*** Block opens ***

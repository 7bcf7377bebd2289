use std::collections::HashSet;

use tracing::debug;
use tsvm::Instruction;

use super::{Artifact, Backend};
use crate::error::{CompileError, ErrorCode};
use crate::ir::ast::{self, BinaryOperator, Expression, Statement, UnaryOperator};

pub const ARTIFACT_NAME: &str = "program.tsi";

/// Emits `.tsi` text for the tsvm stack machine.
pub struct StackBackend;

impl Backend for StackBackend {
    fn compile(&self, program: &ast::Program) -> Result<Artifact, CompileError> {
        generate(program)
    }
}

/// Walks `program` once, depth first and left to right, and renders the
/// instructions one per line with a trailing newline.
pub fn generate(program: &ast::Program) -> Result<Artifact, CompileError> {
    let artifact = render(&emit(program)?);
    debug!(bytes = artifact.program.len(), "generated program");
    Ok(artifact)
}

/// Same walk as [`generate`], returning the typed instructions.
pub fn emit(program: &ast::Program) -> Result<Vec<Instruction>, CompileError> {
    let mut generator = Generator::default();
    generator.compile_program(program)?;
    Ok(generator.emitter.code)
}

fn render(code: &[Instruction]) -> Artifact {
    let mut program = String::new();
    for instruction in code {
        program.push_str(&instruction.to_string());
        program.push('\n');
    }
    Artifact {
        artifact_name: ARTIFACT_NAME.to_string(),
        program,
    }
}

/// Names declared so far. Flat: blocks do not open a scope.
#[derive(Default)]
struct Environment {
    declared: HashSet<String>,
}

impl Environment {
    fn declare(&mut self, name: &str) {
        self.declared.insert(name.to_string());
    }

    fn require(&self, name: &str) -> Result<(), CompileError> {
        if self.declared.contains(name) {
            Ok(())
        } else {
            Err(CompileError::CodegenError {
                code: ErrorCode::Codegen,
                message: format!("Undeclared name: {}", name),
            })
        }
    }
}

#[derive(Default)]
struct Emitter {
    code: Vec<Instruction>,
    next_label: usize,
}

impl Emitter {
    fn emit(&mut self, instruction: Instruction) {
        self.code.push(instruction);
    }

    /// Fresh label, `L0`, `L1`, ... in allocation order.
    fn label(&mut self) -> String {
        let label = format!("L{}", self.next_label);
        self.next_label += 1;
        label
    }
}

#[derive(Default)]
struct Generator {
    env: Environment,
    emitter: Emitter,
}

impl Generator {
    fn compile_program(&mut self, program: &ast::Program) -> Result<(), CompileError> {
        self.compile_statements(&program.body)?;
        self.emitter.emit(Instruction::Halt);
        Ok(())
    }

    fn compile_statements(&mut self, statements: &[Statement]) -> Result<(), CompileError> {
        for statement in statements {
            self.compile_statement(statement)?;
        }
        Ok(())
    }

    fn compile_statement(&mut self, statement: &Statement) -> Result<(), CompileError> {
        match statement {
            Statement::VarDecl { id, init } => {
                if let Some(init) = init {
                    self.compile_expression(init)?;
                    self.emitter.emit(Instruction::Store(id.clone()));
                }
                // Имя видно только со следующего оператора
                self.env.declare(id);
            }
            Statement::Assign { id, expr } => {
                self.env.require(id)?;
                self.compile_expression(expr)?;
                self.emitter.emit(Instruction::Store(id.clone()));
            }
            Statement::Print { expr } => {
                self.compile_expression(expr)?;
                self.emitter.emit(Instruction::Print);
            }
            Statement::Block { body } => {
                self.compile_statements(body)?;
            }
            Statement::If {
                test,
                then,
                otherwise,
            } => {
                self.compile_if(test, then, otherwise.as_ref())?;
            }
            Statement::While { test, body } => {
                self.compile_while(test, body)?;
            }
        }
        Ok(())
    }

    fn compile_if(
        &mut self,
        test: &Expression,
        then: &ast::Block,
        otherwise: Option<&ast::Block>,
    ) -> Result<(), CompileError> {
        // Метки выделяются до вложенных узлов
        let else_label = self.emitter.label();
        let end_label = self.emitter.label();

        self.compile_expression(test)?;
        self.emitter.emit(Instruction::Jz(else_label.clone()));
        self.compile_statements(&then.body)?;
        self.emitter.emit(Instruction::Jmp(end_label.clone()));
        self.emitter.emit(Instruction::Label(else_label));
        if let Some(otherwise) = otherwise {
            self.compile_statements(&otherwise.body)?;
        }
        self.emitter.emit(Instruction::Label(end_label));
        Ok(())
    }

    fn compile_while(&mut self, test: &Expression, body: &ast::Block) -> Result<(), CompileError> {
        let start_label = self.emitter.label();
        let end_label = self.emitter.label();

        self.emitter.emit(Instruction::Label(start_label.clone()));
        self.compile_expression(test)?;
        self.emitter.emit(Instruction::Jz(end_label.clone()));
        self.compile_statements(&body.body)?;
        self.emitter.emit(Instruction::Jmp(start_label));
        self.emitter.emit(Instruction::Label(end_label));
        Ok(())
    }

    /// Post-order walk with an explicit work list, so long operator chains
    /// do not grow the call stack.
    fn compile_expression(&mut self, expr: &Expression) -> Result<(), CompileError> {
        let mut work = vec![Work::Visit(expr)];

        while let Some(item) = work.pop() {
            let expr = match item {
                Work::Visit(expr) => expr,
                Work::Emit(instruction) => {
                    self.emitter.emit(instruction);
                    continue;
                }
            };

            match expr {
                Expression::Int { value } => {
                    self.emitter.emit(Instruction::Push(*value));
                }
                Expression::Ident { name } => {
                    self.env.require(name)?;
                    self.emitter.emit(Instruction::Load(name.clone()));
                }
                Expression::UnOp { op, expr } => {
                    work.push(Work::Emit(match op {
                        UnaryOperator::Not => Instruction::Not,
                        UnaryOperator::Neg => Instruction::Neg,
                    }));
                    work.push(Work::Visit(expr));
                }
                Expression::BinOp { op, left, right } => {
                    // Стек LIFO: левый операнд должен выйти первым
                    work.push(Work::Emit(opcode(*op)));
                    work.push(Work::Visit(right));
                    work.push(Work::Visit(left));
                }
            }
        }
        Ok(())
    }
}

enum Work<'a> {
    Visit(&'a Expression),
    Emit(Instruction),
}

fn opcode(op: BinaryOperator) -> Instruction {
    match op {
        BinaryOperator::Add => Instruction::Add,
        BinaryOperator::Subtract => Instruction::Sub,
        BinaryOperator::Multiply => Instruction::Mul,
        BinaryOperator::Divide => Instruction::Div,
        BinaryOperator::Modulo => Instruction::Mod,
        BinaryOperator::Less => Instruction::CmpLt,
        BinaryOperator::LessEqual => Instruction::CmpLe,
        BinaryOperator::Greater => Instruction::CmpGt,
        BinaryOperator::GreaterEqual => Instruction::CmpGe,
        BinaryOperator::Equal => Instruction::CmpEq,
        BinaryOperator::NotEqual => Instruction::CmpNe,
        BinaryOperator::And => Instruction::And,
        BinaryOperator::Or => Instruction::Or,
    }
}

#[cfg(test)]
mod tests {
    use super::*;
    use crate::parser;

    fn listing(source: &str) -> Vec<String> {
        let program = parser::parse(source).unwrap();
        generate(&program)
            .unwrap()
            .program
            .lines()
            .map(str::to_string)
            .collect()
    }

    fn codegen_error(source: &str) -> CompileError {
        let program = parser::parse(source).unwrap();
        generate(&program).unwrap_err()
    }

    #[test]
    fn multiplication_is_emitted_before_addition() {
        assert_eq!(
            listing("print(1 + 2 * 3);"),
            ["PUSH 1", "PUSH 2", "PUSH 3", "MUL", "ADD", "PRINT", "HALT"]
        );
    }

    #[test]
    fn negation_applies_before_binary_operator() {
        assert_eq!(
            listing("print(-1 + 2);"),
            ["PUSH 1", "NEG", "PUSH 2", "ADD", "PRINT", "HALT"]
        );
    }

    #[test]
    fn every_binary_operator_has_an_opcode() {
        assert_eq!(
            listing("let a = 1; print(a % 2 != 0 || !a && a >= 1 == a < a);"),
            [
                "PUSH 1", "STORE a", "LOAD a", "PUSH 2", "MOD", "PUSH 0", "CMPNE", "LOAD a", "NOT",
                "LOAD a", "PUSH 1", "CMPGE", "LOAD a", "LOAD a", "CMPLT", "CMPEQ", "AND", "OR",
                "PRINT", "HALT",
            ]
        );
    }

    #[test]
    fn if_else_allocates_labels_before_branches() {
        assert_eq!(
            listing("let x = 1; if (x) { print(1); } else { while (x) { x = 0; } }"),
            [
                "PUSH 1", "STORE x", "LOAD x", "JZ L0", "PUSH 1", "PRINT", "JMP L1", "L0:", "L2:",
                "LOAD x", "JZ L3", "PUSH 0", "STORE x", "JMP L2", "L3:", "L1:", "HALT",
            ]
        );
    }

    #[test]
    fn if_without_else_still_emits_both_labels() {
        assert_eq!(
            listing("if (0) { }"),
            ["PUSH 0", "JZ L0", "JMP L1", "L0:", "L1:", "HALT"]
        );
    }

    #[test]
    fn while_loop_layout() {
        assert_eq!(
            listing("let x=1; while (x) { print(x); x = x - 1; }"),
            [
                "PUSH 1", "STORE x", "L0:", "LOAD x", "JZ L1", "LOAD x", "PRINT", "LOAD x", "PUSH 1",
                "SUB", "STORE x", "JMP L0", "L1:", "HALT",
            ]
        );
    }

    #[test]
    fn declaration_without_initializer_emits_nothing() {
        assert_eq!(listing("let x; x = 2;"), ["PUSH 2", "STORE x", "HALT"]);
    }

    #[test]
    fn block_declarations_stay_visible() {
        assert_eq!(
            listing("{ let y = 5; } print(y);"),
            ["PUSH 5", "STORE y", "LOAD y", "PRINT", "HALT"]
        );
    }

    #[test]
    fn assignment_to_undeclared_name_fails() {
        let err = codegen_error("x = 1;");
        assert_eq!(
            err,
            CompileError::CodegenError {
                code: ErrorCode::Codegen,
                message: "Undeclared name: x".to_string(),
            }
        );
    }

    #[test]
    fn initializer_cannot_see_its_own_name() {
        let err = codegen_error("let x = x + 1;");
        assert_eq!(err.code(), ErrorCode::Codegen);
        assert_eq!(err.message(), "Undeclared name: x");
    }

    #[test]
    fn use_before_declaration_fails() {
        let err = codegen_error("print(y); let y = 1;");
        assert_eq!(err.message(), "Undeclared name: y");
    }

    #[test]
    fn output_ends_with_single_halt_and_newline() {
        let artifact = generate(&parser::parse("let a = 2; while (a) { a = a - 1; }").unwrap()).unwrap();
        assert!(artifact.program.ends_with("HALT\n"));
        assert_eq!(artifact.program.matches("HALT").count(), 1);
        assert_eq!(artifact.artifact_name, ARTIFACT_NAME);
    }

    #[test]
    fn long_sum_compiles_without_deep_recursion() {
        let source = format!("print({}1);", "1 + ".repeat(50_000));
        let code = emit(&parser::parse(&source).unwrap()).unwrap();
        assert_eq!(code.len(), 50_001 + 50_000 + 2);
        assert_eq!(code[..3], [Instruction::Push(1), Instruction::Push(1), Instruction::Add]);
        assert_eq!(code[code.len() - 2..], [Instruction::Print, Instruction::Halt]);
    }

    #[test]
    fn emit_matches_rendered_listing() {
        let program = parser::parse("let i = 3; while (i > 0) { print(-i); i = i - 1; }").unwrap();
        let rendered: Vec<String> = emit(&program).unwrap().iter().map(ToString::to_string).collect();
        assert_eq!(rendered, listing("let i = 3; while (i > 0) { print(-i); i = i - 1; }"));
    }
}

*** Block closes ***

What this task involves: Only the lines above from the line with "generator.compile_program(program)?;" to the line with "self.code.push(instruction);", those two lines included, should be reproduced exactly.

The completed task:
    generator.compile_program(program)?;
    Ok(generator.emitter.code)
}

fn render(code: &[Instruction]) -> Artifact {
    let mut program = String::new();
    for instruction in code {
        program.push_str(&instruction.to_string());
        program.push('\n');
    }
    Artifact {
        artifact_name: ARTIFACT_NAME.to_string(),
        program,
    }
}

/// Names declared so far. Flat: blocks do not open a scope.
#[derive(Default)]
struct Environment {
    declared: HashSet<String>,
}

impl Environment {
    fn declare(&mut self, name: &str) {
        self.declared.insert(name.to_string());
    }

    fn require(&self, name: &str) -> Result<(), CompileError> {
        if self.declared.contains(name) {
            Ok(())
        } else {
            Err(CompileError::CodegenError {
                code: ErrorCode::Codegen,
                message: format!("Undeclared name: {}", name),
            })
        }
    }
}

#[derive(Default)]
struct Emitter {
    code: Vec<Instruction>,
    next_label: usize,
}

impl Emitter {
    fn emit(&mut self, instruction: Instruction) {
        self.code.push(instruction);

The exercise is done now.